Stalag V-A was a German World War II prisoner-of-war camp (Stammlager) located on the southern outskirts of Ludwigsburg, Germany. It housed Allied POWs of various nationalities, including Poles, Belgians, Dutchmen, Frenchmen, British, Soviets, Italians and Americans.

==Operation==
The prison camp had been constructed on the site of a former German military camp, that had once billeted German cavalry troops and their horses. The red brick stables were converted to barracks to house prisoners when the site was converted to a POW camp in October 1939. Additional wooden barrack huts were also constructed on the grounds, to accommodate the camp's growing prisoner population.

The roofs of the buildings within the camp were marked "KG" for Kriegsgefangenen, the German word meaning "prisoner of war". Large red crosses were also painted on the roofs, to further ensure that Allied planes would not mistakenly target the camp.

The sprawling prison complex was divided into compounds. The perimeter of the each compound was secured by a double barbed-wire fence, fifteen feet in height, on top of which ran a high-voltage wire. The space between the two fences was a tangled mass of barbed-wire. On the prisoners' side of the fence, a wire ran parallel with the fence, staked to the ground approximately ten feet from the fence, six to eight inches above the ground. Any man who stepped between the wire and the fence was shot on sight. Every so many yards along the fence was a guard tower, fully armed and manned.

The first prisoners detained at the camp had been Poles, taken captive during the German invasion of Poland in 1939. As the war progressed, prisoners of other nationalities arrived at Stalag V-A. By the time of the camp's evacuation in April 1945, Allied prisoners of every nation at war with Germany were present within the camp.
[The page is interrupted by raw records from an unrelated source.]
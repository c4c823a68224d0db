//! End-to-end exploration scenarios.

mod common;
use common::*;

use kestrel_arg::{ArgId, WaitlistPolicy};
use kestrel_cfa::{Cfa, EdgeKind};
use kestrel_domain::{ConfigError, MergePolicy};
use kestrel_engine::{
    EngineError, EngineOptions, TransferErrorPolicy, Verdict, Verifier,
};

#[test]
fn two_branch_program_is_safe_and_reaches_every_node() {
    let cfa = two_branch_cfa();
    let analysis = SignAnalysis::new(vec![]);
    let mut verifier = Verifier::new(
        analysis,
        &cfa,
        ScriptedChecker::unreachable(),
        EngineOptions::default(),
    )
    .unwrap();

    let report = verifier.run().unwrap();
    assert!(matches!(report.verdict, Verdict::Safe));
    assert_eq!(report.termination.reason, "waitlist_exhausted");
    assert_eq!(report.statistics.targets_found, 0);
    assert_eq!(report.statistics.refinements, 0);
    // Both branches fully explored: one reached state per CFA node.
    assert_eq!(verifier.reached().len(), cfa.node_count());
    assert_eq!(verifier.checker().calls, 0);
    verifier.arg().check_invariants().unwrap();
}

#[test]
fn spurious_target_is_refined_away_to_safe() {
    let (cfa, error) = guarded_error_cfa("x := 0");
    let analysis = SignAnalysis::new(vec![error]);
    let mut verifier = Verifier::new(
        analysis,
        &cfa,
        ScriptedChecker::new(vec![ScriptedChecker::infeasible(&["x <= 0"])]),
        EngineOptions::default(),
    )
    .unwrap();

    let report = verifier.run().unwrap();
    assert!(matches!(report.verdict, Verdict::Safe));
    assert_eq!(report.statistics.refinements, 1);
    assert_eq!(report.statistics.spurious_targets, 1);
    assert_eq!(report.statistics.feasible_targets, 0);

    let audit = &report.refinements[0];
    assert_eq!(audit.verdict_class, "infeasible");
    assert_eq!(audit.interpolants, vec!["x <= 0".to_string()]);
    assert!(audit.removed_states > 0);
    assert!(audit.measure_after > audit.measure_before);
    assert!(audit.reached_after < audit.reached_before);

    // Under the strengthened precision the guarded branch is dead:
    // entry, the post-init node, and the safe branch end.
    assert_eq!(verifier.reached().len(), 3);
    verifier.arg().check_invariants().unwrap();
}

#[test]
fn feasible_target_is_reported_unsafe_with_the_trace() {
    let (cfa, error) = guarded_error_cfa("x := 1");
    let analysis = SignAnalysis::new(vec![error]);
    let mut verifier = Verifier::new(
        analysis,
        &cfa,
        ScriptedChecker::new(vec![ScriptedChecker::feasible(&[("x", 1)])]),
        EngineOptions::default(),
    )
    .unwrap();

    let report = verifier.run().unwrap();
    let Verdict::Unsafe { counterexample } = &report.verdict else {
        panic!("expected UNSAFE, got {}", report.verdict);
    };
    // The edge labels, read in order, reconstruct the original trace.
    let labels: Vec<&str> = counterexample.edge_labels().collect();
    assert_eq!(labels, vec!["x := 1", "assume x > 0", "skip"]);
    assert_eq!(counterexample.model, vec![("x".to_string(), 1)]);
    assert_eq!(report.termination.reason, "feasible_counterexample");
    assert_eq!(report.statistics.feasible_targets, 1);
    assert_eq!(report.statistics.refinements, 0);
}

#[test]
fn loop_with_widening_terminates_via_coverage() {
    let cfa = loop_cfa();
    let analysis = SignAnalysis::precise(vec![]);
    let mut verifier = Verifier::new(
        analysis,
        &cfa,
        ScriptedChecker::unreachable(),
        EngineOptions::default(),
    )
    .unwrap();

    let report = verifier.run().unwrap();
    assert!(matches!(report.verdict, Verdict::Safe));
    // The back edge is cut by subsumption, not by luck: at least one
    // covering was established.
    assert!(report.statistics.coverings >= 1);
    verifier.arg().check_invariants().unwrap();
}

#[test]
fn separate_merge_keeps_both_siblings() {
    let (cfa, merge_node) = diamond_cfa();
    let analysis = SignAnalysis::precise(vec![]);
    let mut verifier = Verifier::new(
        analysis,
        &cfa,
        ScriptedChecker::unreachable(),
        EngineOptions::default(),
    )
    .unwrap();

    let report = verifier.run().unwrap();
    assert!(matches!(report.verdict, Verdict::Safe));
    assert_eq!(report.statistics.merges, 0);

    let uncovered = uncovered_at(&verifier, merge_node);
    assert_eq!(uncovered.len(), 2);
}

#[test]
fn join_merge_replaces_both_siblings_with_their_join() {
    let (cfa, merge_node) = diamond_cfa();
    let analysis = SignAnalysis::precise(vec![]);
    let options = EngineOptions {
        merge: MergePolicy::Join,
        ..EngineOptions::default()
    };
    let mut verifier =
        Verifier::new(analysis, &cfa, ScriptedChecker::unreachable(), options).unwrap();

    let report = verifier.run().unwrap();
    assert!(matches!(report.verdict, Verdict::Safe));
    assert_eq!(report.statistics.merges, 1);

    let uncovered = uncovered_at(&verifier, merge_node);
    assert_eq!(uncovered.len(), 1);
    // The surviving entry dominates both branch values.
    let state = verifier.arg().state(uncovered[0]).unwrap();
    assert_eq!(state.sign, Sign::Top);
    verifier.arg().check_invariants().unwrap();
}

#[test]
fn unevaluable_edge_aborts_the_run_by_default() {
    let cfa = unknown_statement_cfa();
    let analysis = SignAnalysis::new(vec![]);
    let mut verifier = Verifier::new(
        analysis,
        &cfa,
        ScriptedChecker::unreachable(),
        EngineOptions::default(),
    )
    .unwrap();

    let err = verifier.run().unwrap_err();
    assert!(matches!(err, EngineError::Transfer { .. }));
    verifier.arg().check_invariants().unwrap();
}

#[test]
fn skipped_unevaluable_edge_degrades_safe_to_unknown() {
    let cfa = unknown_statement_cfa();
    let analysis = SignAnalysis::new(vec![]);
    let options = EngineOptions {
        on_transfer_error: TransferErrorPolicy::SkipUnsound,
        ..EngineOptions::default()
    };
    let mut verifier =
        Verifier::new(analysis, &cfa, ScriptedChecker::unreachable(), options).unwrap();

    let report = verifier.run().unwrap();
    let Verdict::Unknown { reason } = &report.verdict else {
        panic!("expected UNKNOWN, got {}", report.verdict);
    };
    assert!(reason.contains("skipped"));
    assert_eq!(report.statistics.unsound_skips.len(), 1);
    assert_eq!(report.termination.reason, "waitlist_exhausted");
}

#[test]
fn shutdown_request_cancels_the_run_cleanly() {
    let cfa = two_branch_cfa();
    let analysis = SignAnalysis::new(vec![]);
    let mut verifier = Verifier::new(
        analysis,
        &cfa,
        ScriptedChecker::unreachable(),
        EngineOptions::default(),
    )
    .unwrap();

    verifier.shutdown_token().request();
    let err = verifier.run().unwrap_err();
    assert!(matches!(err, EngineError::Cancelled));
    // The graph is consistent, if incomplete.
    verifier.arg().check_invariants().unwrap();
}

#[test]
fn unknown_entry_function_is_rejected_at_construction() {
    let cfa = two_branch_cfa();
    let analysis = SignAnalysis::new(vec![]);
    let options = EngineOptions {
        entry_function: "does_not_exist".into(),
        ..EngineOptions::default()
    };
    let err = Verifier::new(analysis, &cfa, ScriptedChecker::unreachable(), options).unwrap_err();
    assert!(matches!(
        err,
        EngineError::Config(ConfigError::UnknownEntryFunction(_))
    ));
}

#[test]
fn counterexamples_are_deterministic_across_runs() {
    let run = || {
        let (cfa, error) = guarded_error_cfa("x := 1");
        let analysis = SignAnalysis::new(vec![error]);
        let mut verifier = Verifier::new(
            analysis,
            &cfa,
            ScriptedChecker::new(vec![ScriptedChecker::feasible(&[("x", 1)])]),
            EngineOptions {
                waitlist: WaitlistPolicy::Bfs,
                ..EngineOptions::default()
            },
        )
        .unwrap();
        let report = verifier.run().unwrap();
        match report.verdict {
            Verdict::Unsafe { counterexample } => counterexample
                .edge_labels()
                .map(str::to_string)
                .collect::<Vec<_>>(),
            other => panic!("expected UNSAFE, got {other}"),
        }
    };
    assert_eq!(run(), run());
}

#[test]
fn initial_state_can_itself_be_the_target() {
    let mut b = Cfa::builder();
    let n0 = b.add_node("main");
    b.set_entry("main", n0).unwrap();
    let cfa = b.build().unwrap();

    let analysis = SignAnalysis::new(vec![n0]);
    let mut verifier = Verifier::new(
        analysis,
        &cfa,
        ScriptedChecker::new(vec![ScriptedChecker::feasible(&[])]),
        EngineOptions::default(),
    )
    .unwrap();

    let report = verifier.run().unwrap();
    let Verdict::Unsafe { counterexample } = &report.verdict else {
        panic!("expected UNSAFE, got {}", report.verdict);
    };
    assert_eq!(counterexample.steps.len(), 1);
    assert!(counterexample.steps[0].edge_label.is_none());
}

/// One node with an edge the analysis cannot interpret.
fn unknown_statement_cfa() -> Cfa {
    let mut b = Cfa::builder();
    let n0 = b.add_node("main");
    let n1 = b.add_node("main");
    b.add_edge(EdgeKind::Statement, n0, n1, "frobnicate y").unwrap();
    b.set_entry("main", n0).unwrap();
    b.build().unwrap()
}

fn uncovered_at<A, C>(verifier: &Verifier<'_, A, C>, node: kestrel_cfa::NodeId) -> Vec<ArgId>
where
    A: kestrel_engine::EngineAnalysis,
    C: kestrel_engine::FeasibilityCheck<A::State>,
{
    verifier
        .reached()
        .at_location(Some(node))
        .filter(|id| !verifier.arg().is_covered(*id).unwrap())
        .collect()
}

#[test]
fn run_reports_serialize_to_json() {
    let (cfa, error) = guarded_error_cfa("x := 1");
    let analysis = SignAnalysis::new(vec![error]);
    let mut verifier = Verifier::new(
        analysis,
        &cfa,
        ScriptedChecker::new(vec![ScriptedChecker::feasible(&[("x", 1)])]),
        EngineOptions::default(),
    )
    .unwrap();

    let report = verifier.run().unwrap();
    let json = serde_json::to_value(&report).unwrap();
    assert_eq!(json["verdict"]["Unsafe"]["counterexample"]["model"][0][0], "x");
    assert!(json["statistics"]["transfer_calls"].as_u64().unwrap() > 0);
    assert_eq!(json["termination"]["reason"], "feasible_counterexample");
}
The largest population present within the camp was Soviet, followed by the French, Belgian, Dutch, British and Commonwealth, Italian, and American prisoners were also present in large numbers.

=== Timeline ===
- 1935. A German military camp is constructed on the southern edge of Ludwigsburg. The site included a warehouse, 17 barracks, and a number of horse stables.
- October 1939. The camp at Ludwigsburg is converted to a prisoner-of-war camp, to accommodate Polish prisoners taken captive during the German invasion of Poland.
- May 1940. Belgian, Dutch and French prisoners arrived that had been captured during the Battle of France. British prisoners captured at Dunkirk also arrive in the camp. On 15 October 1940 the family of Helene Pitrou was informed by the Red Cross that her father Lucien Pitrou of 42e R.I.F. was interned in the camp.
- 1941–1942. Many Soviet prisoners arrived, but they were kept in separate enclosures and received much harsher treatment. Thousands died of malnutrition and disease.
- Most of the lower rank soldiers were transferred to Labor camps in the area to work in factories, repairing roads and railroads, working on farms. However, the administration of these Arbeitskommandos remained at the main camp, which was also responsible for dividing up International Red Cross packages and mail service.
- 1944. Following the Allied landings at Normandy and the subsequent fighting in France, American prisoners begin to arrive at the camp. American prisoners were held in the same compound as the French, Belgian, and Italian prisoners.
- The camp is evacuated on the evening of Easter, April 1, 1945. Prisoners detained at the camp, at the time of evacuation, take part in a forced march across southern Germany.

===Escapes===
There were several attempts to escape, primarily from Arbeitskommandos. One such escape attempt was by the Dutch prisoner Arie Verouden in October 1943. He was recaptured in December and sentenced to two years solitary confinement.

==Aftermath==
After the end of the war, thousands of Displaced Persons, mostly Poles were housed here, but were quickly transferred to permanent buildings of German Army barracks around the city.